Extracted data:
== Segment start ==

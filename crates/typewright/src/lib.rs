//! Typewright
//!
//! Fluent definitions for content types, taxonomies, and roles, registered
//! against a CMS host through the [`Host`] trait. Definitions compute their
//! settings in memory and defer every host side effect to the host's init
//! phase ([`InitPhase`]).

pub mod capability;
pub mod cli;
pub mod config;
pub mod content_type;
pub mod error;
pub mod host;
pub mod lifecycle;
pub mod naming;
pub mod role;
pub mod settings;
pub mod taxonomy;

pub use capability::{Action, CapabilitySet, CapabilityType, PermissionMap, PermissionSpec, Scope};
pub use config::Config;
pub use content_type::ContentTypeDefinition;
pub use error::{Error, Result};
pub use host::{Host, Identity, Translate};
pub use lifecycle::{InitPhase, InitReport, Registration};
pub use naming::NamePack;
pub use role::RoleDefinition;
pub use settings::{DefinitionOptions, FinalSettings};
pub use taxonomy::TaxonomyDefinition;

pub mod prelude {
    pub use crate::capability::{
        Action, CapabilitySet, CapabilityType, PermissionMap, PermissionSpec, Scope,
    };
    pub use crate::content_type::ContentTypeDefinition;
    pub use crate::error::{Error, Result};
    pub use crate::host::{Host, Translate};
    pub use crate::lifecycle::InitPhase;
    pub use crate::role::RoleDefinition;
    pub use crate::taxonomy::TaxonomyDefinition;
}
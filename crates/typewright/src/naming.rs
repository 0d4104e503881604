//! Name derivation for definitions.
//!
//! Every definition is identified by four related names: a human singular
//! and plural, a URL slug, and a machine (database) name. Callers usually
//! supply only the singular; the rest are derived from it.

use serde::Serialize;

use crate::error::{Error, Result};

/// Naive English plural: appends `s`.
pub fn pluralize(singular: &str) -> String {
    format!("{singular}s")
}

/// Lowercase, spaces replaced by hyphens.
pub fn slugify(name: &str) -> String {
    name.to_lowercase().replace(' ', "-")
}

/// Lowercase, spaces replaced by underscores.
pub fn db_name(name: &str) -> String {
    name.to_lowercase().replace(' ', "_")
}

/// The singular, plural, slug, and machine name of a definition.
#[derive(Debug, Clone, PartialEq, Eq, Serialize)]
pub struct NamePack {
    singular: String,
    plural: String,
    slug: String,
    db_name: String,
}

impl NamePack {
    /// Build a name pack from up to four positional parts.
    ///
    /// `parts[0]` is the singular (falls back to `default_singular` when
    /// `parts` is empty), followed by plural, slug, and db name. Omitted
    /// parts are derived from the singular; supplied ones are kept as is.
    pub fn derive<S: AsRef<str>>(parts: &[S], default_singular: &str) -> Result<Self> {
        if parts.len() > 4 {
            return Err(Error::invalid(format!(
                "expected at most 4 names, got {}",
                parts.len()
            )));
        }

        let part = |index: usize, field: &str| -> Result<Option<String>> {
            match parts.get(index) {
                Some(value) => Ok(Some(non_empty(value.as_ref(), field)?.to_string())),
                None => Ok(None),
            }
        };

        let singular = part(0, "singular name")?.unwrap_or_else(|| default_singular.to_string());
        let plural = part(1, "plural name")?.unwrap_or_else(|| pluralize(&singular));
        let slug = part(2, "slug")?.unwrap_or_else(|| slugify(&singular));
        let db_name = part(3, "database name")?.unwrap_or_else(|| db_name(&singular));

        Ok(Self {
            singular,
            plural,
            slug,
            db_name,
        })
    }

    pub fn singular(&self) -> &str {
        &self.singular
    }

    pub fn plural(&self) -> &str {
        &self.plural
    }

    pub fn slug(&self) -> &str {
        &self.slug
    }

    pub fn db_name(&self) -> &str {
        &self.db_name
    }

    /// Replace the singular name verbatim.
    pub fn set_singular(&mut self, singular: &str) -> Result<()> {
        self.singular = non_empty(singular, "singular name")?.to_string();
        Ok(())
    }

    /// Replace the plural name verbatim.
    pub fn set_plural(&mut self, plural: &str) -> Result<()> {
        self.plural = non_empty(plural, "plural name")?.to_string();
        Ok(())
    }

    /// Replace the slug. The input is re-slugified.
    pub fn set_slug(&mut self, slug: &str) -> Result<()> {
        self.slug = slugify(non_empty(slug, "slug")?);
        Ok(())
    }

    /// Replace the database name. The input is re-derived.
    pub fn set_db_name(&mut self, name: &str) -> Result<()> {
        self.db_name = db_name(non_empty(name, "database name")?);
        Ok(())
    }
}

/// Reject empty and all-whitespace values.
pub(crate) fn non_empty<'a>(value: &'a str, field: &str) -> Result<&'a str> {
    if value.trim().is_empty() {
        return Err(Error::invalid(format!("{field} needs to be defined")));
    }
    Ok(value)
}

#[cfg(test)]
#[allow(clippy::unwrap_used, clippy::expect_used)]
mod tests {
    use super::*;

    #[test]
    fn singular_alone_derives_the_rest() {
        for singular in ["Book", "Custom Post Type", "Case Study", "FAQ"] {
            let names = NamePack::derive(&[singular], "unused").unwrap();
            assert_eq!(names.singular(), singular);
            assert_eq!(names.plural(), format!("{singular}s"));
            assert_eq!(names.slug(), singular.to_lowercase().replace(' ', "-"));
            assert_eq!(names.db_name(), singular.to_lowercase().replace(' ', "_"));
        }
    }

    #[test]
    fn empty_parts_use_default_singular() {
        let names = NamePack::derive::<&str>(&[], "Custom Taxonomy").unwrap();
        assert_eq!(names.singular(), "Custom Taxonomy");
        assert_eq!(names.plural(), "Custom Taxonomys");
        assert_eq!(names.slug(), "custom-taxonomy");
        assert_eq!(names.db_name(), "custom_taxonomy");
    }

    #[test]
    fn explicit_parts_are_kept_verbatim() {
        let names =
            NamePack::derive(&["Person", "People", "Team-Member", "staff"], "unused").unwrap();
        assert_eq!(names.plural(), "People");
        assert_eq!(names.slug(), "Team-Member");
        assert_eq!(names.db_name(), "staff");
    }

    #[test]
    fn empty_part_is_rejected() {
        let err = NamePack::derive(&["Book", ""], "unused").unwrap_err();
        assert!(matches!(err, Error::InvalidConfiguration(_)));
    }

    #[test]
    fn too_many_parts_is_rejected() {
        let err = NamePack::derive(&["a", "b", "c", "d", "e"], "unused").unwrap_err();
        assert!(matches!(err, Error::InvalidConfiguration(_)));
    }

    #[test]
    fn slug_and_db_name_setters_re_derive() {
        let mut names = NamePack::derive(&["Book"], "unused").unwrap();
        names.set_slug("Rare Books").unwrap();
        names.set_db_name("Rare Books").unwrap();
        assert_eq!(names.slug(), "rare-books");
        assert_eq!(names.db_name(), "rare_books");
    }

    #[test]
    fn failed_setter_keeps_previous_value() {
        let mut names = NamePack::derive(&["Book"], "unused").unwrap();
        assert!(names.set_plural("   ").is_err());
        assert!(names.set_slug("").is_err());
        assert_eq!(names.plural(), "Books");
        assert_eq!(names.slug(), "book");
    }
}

== Segment end ==
== Segment start ==

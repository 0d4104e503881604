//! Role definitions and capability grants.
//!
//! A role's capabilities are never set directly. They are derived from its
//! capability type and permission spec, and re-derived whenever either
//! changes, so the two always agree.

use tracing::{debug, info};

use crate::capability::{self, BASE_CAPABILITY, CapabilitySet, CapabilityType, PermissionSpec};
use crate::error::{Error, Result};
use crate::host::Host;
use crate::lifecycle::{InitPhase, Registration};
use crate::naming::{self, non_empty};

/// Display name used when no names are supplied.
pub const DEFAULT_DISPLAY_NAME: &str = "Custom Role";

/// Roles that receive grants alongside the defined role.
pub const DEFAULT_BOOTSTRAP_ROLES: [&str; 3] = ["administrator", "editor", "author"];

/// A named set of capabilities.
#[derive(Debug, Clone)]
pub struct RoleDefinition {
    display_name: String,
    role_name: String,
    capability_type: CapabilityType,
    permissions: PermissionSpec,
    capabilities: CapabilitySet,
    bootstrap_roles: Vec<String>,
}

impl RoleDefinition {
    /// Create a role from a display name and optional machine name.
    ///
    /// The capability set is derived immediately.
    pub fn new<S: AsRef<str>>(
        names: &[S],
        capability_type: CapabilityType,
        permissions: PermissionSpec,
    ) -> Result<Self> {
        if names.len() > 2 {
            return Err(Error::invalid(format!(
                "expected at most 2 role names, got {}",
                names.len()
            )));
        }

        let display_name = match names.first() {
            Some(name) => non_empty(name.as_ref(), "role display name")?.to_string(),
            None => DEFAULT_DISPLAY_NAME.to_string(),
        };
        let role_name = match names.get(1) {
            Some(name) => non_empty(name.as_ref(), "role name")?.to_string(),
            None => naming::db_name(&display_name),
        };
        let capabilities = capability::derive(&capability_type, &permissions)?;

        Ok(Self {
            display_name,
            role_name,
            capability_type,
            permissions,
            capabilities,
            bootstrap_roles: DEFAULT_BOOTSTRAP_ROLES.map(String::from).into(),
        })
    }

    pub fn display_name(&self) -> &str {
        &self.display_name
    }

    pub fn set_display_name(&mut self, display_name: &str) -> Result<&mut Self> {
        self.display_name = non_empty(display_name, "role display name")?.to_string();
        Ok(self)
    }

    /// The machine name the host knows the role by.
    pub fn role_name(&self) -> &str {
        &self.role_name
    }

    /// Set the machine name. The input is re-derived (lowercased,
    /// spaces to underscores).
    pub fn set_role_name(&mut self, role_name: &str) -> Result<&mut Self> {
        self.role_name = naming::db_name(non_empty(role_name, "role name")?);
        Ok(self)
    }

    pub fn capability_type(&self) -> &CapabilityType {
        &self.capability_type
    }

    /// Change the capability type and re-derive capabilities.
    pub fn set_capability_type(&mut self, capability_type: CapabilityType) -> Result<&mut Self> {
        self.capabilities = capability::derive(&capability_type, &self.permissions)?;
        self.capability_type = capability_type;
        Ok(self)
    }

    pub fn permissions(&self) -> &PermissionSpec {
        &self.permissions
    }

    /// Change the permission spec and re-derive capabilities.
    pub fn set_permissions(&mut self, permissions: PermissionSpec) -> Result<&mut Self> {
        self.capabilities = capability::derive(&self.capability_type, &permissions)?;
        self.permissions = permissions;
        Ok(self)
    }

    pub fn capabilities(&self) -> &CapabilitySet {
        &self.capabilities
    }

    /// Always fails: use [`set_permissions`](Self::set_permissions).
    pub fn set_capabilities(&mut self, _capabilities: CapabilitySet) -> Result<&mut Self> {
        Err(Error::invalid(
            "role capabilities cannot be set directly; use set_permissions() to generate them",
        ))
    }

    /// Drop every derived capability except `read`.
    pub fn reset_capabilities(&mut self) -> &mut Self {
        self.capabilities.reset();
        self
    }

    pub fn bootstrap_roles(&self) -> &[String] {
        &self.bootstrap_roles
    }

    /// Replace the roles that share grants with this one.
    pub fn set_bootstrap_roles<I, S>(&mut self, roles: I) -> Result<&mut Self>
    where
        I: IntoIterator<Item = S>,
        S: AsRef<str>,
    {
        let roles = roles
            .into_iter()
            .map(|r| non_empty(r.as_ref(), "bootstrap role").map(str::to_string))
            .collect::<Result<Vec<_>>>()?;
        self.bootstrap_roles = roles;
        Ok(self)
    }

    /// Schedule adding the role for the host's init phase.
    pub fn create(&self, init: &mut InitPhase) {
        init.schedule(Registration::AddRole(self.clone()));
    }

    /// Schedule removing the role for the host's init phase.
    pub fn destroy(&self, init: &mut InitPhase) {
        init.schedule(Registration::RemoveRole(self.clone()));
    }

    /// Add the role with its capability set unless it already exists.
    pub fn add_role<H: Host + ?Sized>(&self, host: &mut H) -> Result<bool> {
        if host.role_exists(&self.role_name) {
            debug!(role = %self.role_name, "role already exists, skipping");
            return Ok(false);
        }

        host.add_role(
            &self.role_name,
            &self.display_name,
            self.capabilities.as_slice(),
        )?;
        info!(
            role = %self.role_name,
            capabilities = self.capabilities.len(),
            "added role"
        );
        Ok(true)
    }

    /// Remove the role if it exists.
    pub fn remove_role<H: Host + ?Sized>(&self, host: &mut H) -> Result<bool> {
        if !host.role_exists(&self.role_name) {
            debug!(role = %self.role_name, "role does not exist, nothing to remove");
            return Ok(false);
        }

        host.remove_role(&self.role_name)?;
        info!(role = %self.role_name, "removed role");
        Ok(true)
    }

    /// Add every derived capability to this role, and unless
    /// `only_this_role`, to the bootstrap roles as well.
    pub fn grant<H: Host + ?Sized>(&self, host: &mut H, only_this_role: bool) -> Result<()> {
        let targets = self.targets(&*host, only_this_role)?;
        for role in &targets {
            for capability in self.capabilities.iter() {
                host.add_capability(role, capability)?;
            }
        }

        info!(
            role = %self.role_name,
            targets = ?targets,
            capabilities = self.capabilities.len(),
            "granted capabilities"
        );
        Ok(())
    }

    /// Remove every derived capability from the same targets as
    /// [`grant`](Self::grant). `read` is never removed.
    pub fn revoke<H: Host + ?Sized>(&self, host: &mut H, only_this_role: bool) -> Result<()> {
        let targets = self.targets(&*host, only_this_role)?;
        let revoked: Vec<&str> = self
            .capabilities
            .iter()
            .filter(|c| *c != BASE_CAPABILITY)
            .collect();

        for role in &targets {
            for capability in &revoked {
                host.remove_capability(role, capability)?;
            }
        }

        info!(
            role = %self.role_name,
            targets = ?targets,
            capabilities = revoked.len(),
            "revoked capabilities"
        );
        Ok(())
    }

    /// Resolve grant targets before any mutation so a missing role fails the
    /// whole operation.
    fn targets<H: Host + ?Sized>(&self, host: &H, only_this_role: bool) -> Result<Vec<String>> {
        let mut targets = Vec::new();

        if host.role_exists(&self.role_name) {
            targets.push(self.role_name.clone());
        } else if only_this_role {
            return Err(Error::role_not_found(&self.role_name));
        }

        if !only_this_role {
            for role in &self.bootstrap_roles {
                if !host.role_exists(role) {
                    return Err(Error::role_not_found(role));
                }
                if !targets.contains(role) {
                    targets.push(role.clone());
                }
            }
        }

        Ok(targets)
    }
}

== Segment end ==

Your goal:
Could you repeat exactly the lines above from the line with "filename crates/typewright/src/lib.rs" up to and including the line with "pub use role::RoleDefinition;", and only those?

Task response:
filename crates/typewright/src/lib.rs
//! Typewright
//!
//! Fluent definitions for content types, taxonomies, and roles, registered
//! against a CMS host through the [`Host`] trait. Definitions compute their
//! settings in memory and defer every host side effect to the host's init
//! phase ([`InitPhase`]).

pub mod capability;
pub mod cli;
pub mod config;
pub mod content_type;
pub mod error;
pub mod host;
pub mod lifecycle;
pub mod naming;
pub mod role;
pub mod settings;
pub mod taxonomy;

pub use capability::{Action, CapabilitySet, CapabilityType, PermissionMap, PermissionSpec, Scope};
pub use config::Config;
pub use content_type::ContentTypeDefinition;
pub use error::{Error, Result};
pub use host::{Host, Identity, Translate};
pub use lifecycle::{InitPhase, InitReport, Registration};
pub use naming::NamePack;
pub use role::RoleDefinition;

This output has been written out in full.